'''

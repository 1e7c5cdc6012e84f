//! Reports for measurement analysis: SPC, trend, FMEA risk and window checks

use super::{metric, num, opt_num, opt_plain, plain, range, signed, with_unit, Report, NOT_GIVEN};
use crate::analysis::fmea::{ActionPriority, RiskAssessment};
use crate::analysis::spc::{SpcAdvisory, SpcResult, SpecLimits, TREND_RUN_LENGTH};
use crate::analysis::trend::TrendResult;
use crate::analysis::window::{WindowStatus, WindowValidation};
use crate::analysis::Metric;

/// Violations listed individually; the count always covers all of them
pub const MAX_LISTED_VIOLATIONS: usize = 5;

/// Risk factors listed in the ranking section
pub const MAX_RANKED_FACTORS: usize = 5;

/// Conventional reading of a Cpk/Ppk value
pub fn capability_label(index: &Metric) -> &'static str {
    match index.value() {
        None => "not assessable",
        Some(v) if v >= 1.67 => "excellent",
        Some(v) if v >= 1.33 => "capable",
        Some(v) if v >= 1.0 => "marginal",
        Some(_) => "not capable",
    }
}

fn advisory_text(advisory: &SpcAdvisory) -> String {
    match advisory {
        SpcAdvisory::SmallSample { n } => format!(
            "Only {} samples; capability indices are unreliable below 25",
            n
        ),
        SpcAdvisory::NormalityConcern => {
            "Distribution looks non-normal; treat Cp/Cpk with caution".to_string()
        }
        SpcAdvisory::MonotonicRun { length } => format!(
            "{} consecutive points moving in one direction (trend rule: {} or more)",
            length, TREND_RUN_LENGTH
        ),
        SpcAdvisory::IncompleteSubgroup { discarded } => format!(
            "{} trailing sample(s) did not fill a subgroup and were left out of the limits",
            discarded
        ),
    }
}

pub struct SpcContext<'a> {
    pub parameter: Option<&'a str>,
    pub equipment: Option<&'a str>,
    pub spec: &'a SpecLimits,
}

pub fn spc(result: &SpcResult, ctx: &SpcContext<'_>) -> Report {
    let mut r = Report::new("📊 SPC analysis");
    r.field("Parameter", ctx.parameter.unwrap_or(NOT_GIVEN))
        .field("Equipment", ctx.equipment.unwrap_or(NOT_GIVEN))
        .field("Samples", result.n);

    r.section("Summary statistics").table(
        &["Statistic", "Value"],
        vec![
            vec!["Mean".into(), num(result.mean, 4)],
            vec!["Min / Max".into(), format!("{} / {}", num(result.min, 4), num(result.max, 4))],
            vec!["σ overall (population)".into(), num(result.sigma_overall, 4)],
            vec!["σ within".into(), num(result.sigma_within, 4)],
            vec!["USL / LSL".into(), format!("{} / {}", opt_plain(ctx.spec.usl), opt_plain(ctx.spec.lsl))],
            vec!["Target".into(), opt_plain(ctx.spec.target)],
        ],
    );

    r.section(&format!("Control limits ({})", result.limits_source))
        .field("UCL", num(result.limits.ucl, 4))
        .field("CL", num(result.limits.cl, 4))
        .field("LCL", num(result.limits.lcl, 4));

    r.section("Process capability").table(
        &["Index", "Value", "Sigma", "Reading"],
        vec![
            vec!["Cp".into(), metric(&result.cp, 2), "within".into(), "-".into()],
            vec![
                "Cpk".into(),
                metric(&result.cpk, 2),
                "within".into(),
                capability_label(&result.cpk).into(),
            ],
            vec!["Pp".into(), metric(&result.pp, 2), "overall".into(), "-".into()],
            vec![
                "Ppk".into(),
                metric(&result.ppk, 2),
                "overall".into(),
                capability_label(&result.ppk).into(),
            ],
        ],
    );

    r.section("Control status");
    if result.violations.is_empty() {
        r.bullet("No samples outside the control limits");
    } else {
        r.bullet(format!(
            "{} sample(s) outside the control limits",
            result.violations.len()
        ));
        for v in result.violations.iter().take(MAX_LISTED_VIOLATIONS) {
            r.text(format!(
                "  - sample #{}: {} ({})",
                v.position,
                plain(v.value),
                if v.above { "above UCL" } else { "below LCL" }
            ));
        }
        if result.violations.len() > MAX_LISTED_VIOLATIONS {
            r.text(format!(
                "  - … {} more",
                result.violations.len() - MAX_LISTED_VIOLATIONS
            ));
        }
    }
    r.bullet(format!("Longest monotonic run: {} point(s)", result.longest_run));

    r.section("Normality check");
    if result.normality.checked() {
        r.field("Skewness", opt_num(result.normality.skewness, 3))
            .field("Excess kurtosis", opt_num(result.normality.excess_kurtosis, 3))
            .field(
                "Verdict",
                if result.normality.concern() {
                    "normality concern"
                } else {
                    "no concern"
                },
            );
    } else {
        r.bullet("Not enough samples to assess skewness or kurtosis");
    }

    if !result.advisories.is_empty() {
        r.section("Advisories");
        for a in &result.advisories {
            r.bullet(advisory_text(a));
        }
    }

    r.section("Recommendations")
        .bullet("Trace back any out-of-control interval and re-measure")
        .bullet("Cross-check outlying samples against equipment, material and recipe history")
        .bullet("Capability indices assume a stable, normally distributed process");
    r
}

pub fn trend(result: &TrendResult, parameter: &str) -> Report {
    let mut r = Report::new(&format!("📈 Trend analysis: {}", parameter));
    r.field("Samples", result.n)
        .field("Mean", num(result.mean, 4))
        .field("Std dev (sample)", num(result.std_dev, 4))
        .field("Range", format!("{} – {}", num(result.min, 4), num(result.max, 4)));
    if let Some(count) = result.spec_violations {
        r.field("Spec violations", count);
    }

    if let Some(reg) = &result.regression {
        r.section("Linear regression")
            .field("Slope (per point)", signed(reg.fit.slope, 4))
            .field("Intercept", num(reg.fit.intercept, 4))
            .field("R²", num(reg.fit.r_squared, 4))
            .field(
                "t-statistic",
                format!("{} (critical {})", num(reg.t_statistic, 2), reg.critical_t),
            )
            .field("Significant", if reg.significant { "yes" } else { "no" });
    }

    if let Some(mk) = &result.mann_kendall {
        r.section("Mann-Kendall test")
            .field("S", mk.s)
            .field("Var(S)", num(mk.variance, 2))
            .field("Z", num(mk.z, 3))
            .field("Direction", mk.direction());
    }

    if let Some(shift) = &result.shift {
        r.section("Mean shift")
            .field("First half mean", opt_num(shift.first_mean, 4))
            .field("Second half mean", opt_num(shift.second_mean, 4))
            .field(
                "Shift size",
                shift
                    .size
                    .map_or_else(|| "N/A (zero standard deviation)".to_string(), |s| {
                        format!("{}σ", signed(s, 2))
                    }),
            )
            .field("Classification", shift.class);
    }

    r.section("Forecast");
    if result.forecast.is_empty() {
        r.bullet("Forecast not requested");
    } else {
        r.table(
            &["Index", "Predicted"],
            result
                .forecast
                .iter()
                .map(|(i, v)| vec![i.to_string(), num(*v, 4)])
                .collect(),
        );
    }

    r.section("Conclusion")
        .field("Assessment", result.conclusion.label())
        .field("Recommendation", result.conclusion.recommendation())
        .bullet("Regression, Mann-Kendall and shift are independent signals");
    r
}

pub fn risk(assessment: &RiskAssessment) -> Report {
    let mut r = Report::new("🔮 Defect risk assessment (FMEA)");
    r.field(
        "Overall",
        format!(
            "{}, {}",
            assessment.overall.label(),
            assessment.overall.action()
        ),
    )
    .field(
        "Max RPN",
        assessment
            .max_rpn()
            .map_or_else(|| "-".to_string(), |v| v.to_string()),
    )
    .field(
        "Action priority",
        format!(
            "H {} / M {} / L {}",
            assessment.count(ActionPriority::High),
            assessment.count(ActionPriority::Medium),
            assessment.count(ActionPriority::Low)
        ),
    );

    let rows = assessment
        .factors
        .iter()
        .map(|f| {
            let mut notes = Vec::new();
            if f.critical {
                notes.push("critical".to_string());
            }
            if let Some(c) = f.correlation {
                notes.push(format!("history {}", c));
            }
            vec![
                f.parameter.clone(),
                with_unit(plain(f.value), f.unit.as_deref()),
                range(Some(f.min), Some(f.max)),
                f.severity.to_string(),
                f.occurrence.to_string(),
                f.detection.to_string(),
                f.rpn.to_string(),
                f.priority.to_string(),
                f.basis.to_string(),
                if notes.is_empty() { "-".into() } else { notes.join(", ") },
            ]
        })
        .collect();
    r.section("Risk table").table(
        &["Parameter", "Current", "Window", "S", "O", "D", "RPN", "AP", "Occurrence basis", "Notes"],
        rows,
    );

    if !assessment.skipped.is_empty() {
        r.section("Not scored");
        for (p, reason) in &assessment.skipped {
            r.bullet(format!("{}: {}", p, reason));
        }
    }

    r.section("Risk ranking");
    r.numbered(
        assessment
            .ranked()
            .into_iter()
            .take(MAX_RANKED_FACTORS)
            .map(|f| format!("{}: RPN {} (AP {})", f.parameter, f.rpn, f.priority)),
    );
    if assessment.factors.is_empty() {
        r.bullet("No parameter could be scored");
    }

    r.section("Preventive actions")
        .bullet("Adjust AP H parameters first, then the highest RPN")
        .bullet("Keep critical parameters well inside the window and monitor them closely")
        .bullet("Ratings default to 5 where none were given; supply S/O/D for a sharper ranking");
    r
}

pub fn window(validation: &WindowValidation) -> Report {
    let mut r = Report::new("✔️ Process window validation");
    r.field(
        "Result",
        if validation.all_pass() {
            "all parameters PASS"
        } else {
            "some parameters FAIL"
        },
    );

    let rows = validation
        .checks
        .iter()
        .map(|c| {
            let unit = c.bounds.unit.as_deref();
            vec![
                if c.critical {
                    format!("{} (critical)", c.parameter)
                } else {
                    c.parameter.clone()
                },
                c.value
                    .map_or_else(|| "-".to_string(), |v| with_unit(plain(v), unit)),
                with_unit(range(c.bounds.min, c.bounds.max), unit),
                num(c.margin, 2),
                c.status.to_string(),
            ]
        })
        .collect();
    r.table(&["Parameter", "Value", "Allowed range", "Margin", "Result"], rows);

    r.section("At-risk parameters");
    let mut alerts: Vec<String> = validation
        .critical_alerts()
        .map(|c| match c.value {
            Some(v) => format!(
                "Critical parameter {}: {} (range {})",
                c.parameter,
                plain(v),
                range(c.bounds.min, c.bounds.max)
            ),
            None => format!("Critical parameter {}: value not provided", c.parameter),
        })
        .collect();
    alerts.extend(
        validation
            .checks
            .iter()
            .filter(|c| !c.critical && c.status == WindowStatus::NotProvided)
            .map(|c| format!("{}: value not provided", c.parameter)),
    );
    r.bullets(alerts, "No deviations");

    r.section("Recommendations")
        .bullet("Adjust FAIL parameters and validate again")
        .bullet("Bring critical parameters back first");
    r
}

'''

* _The problem_
Among the records above, count the lines that include the word "skewness" and state the number by itself.

* _Result_
2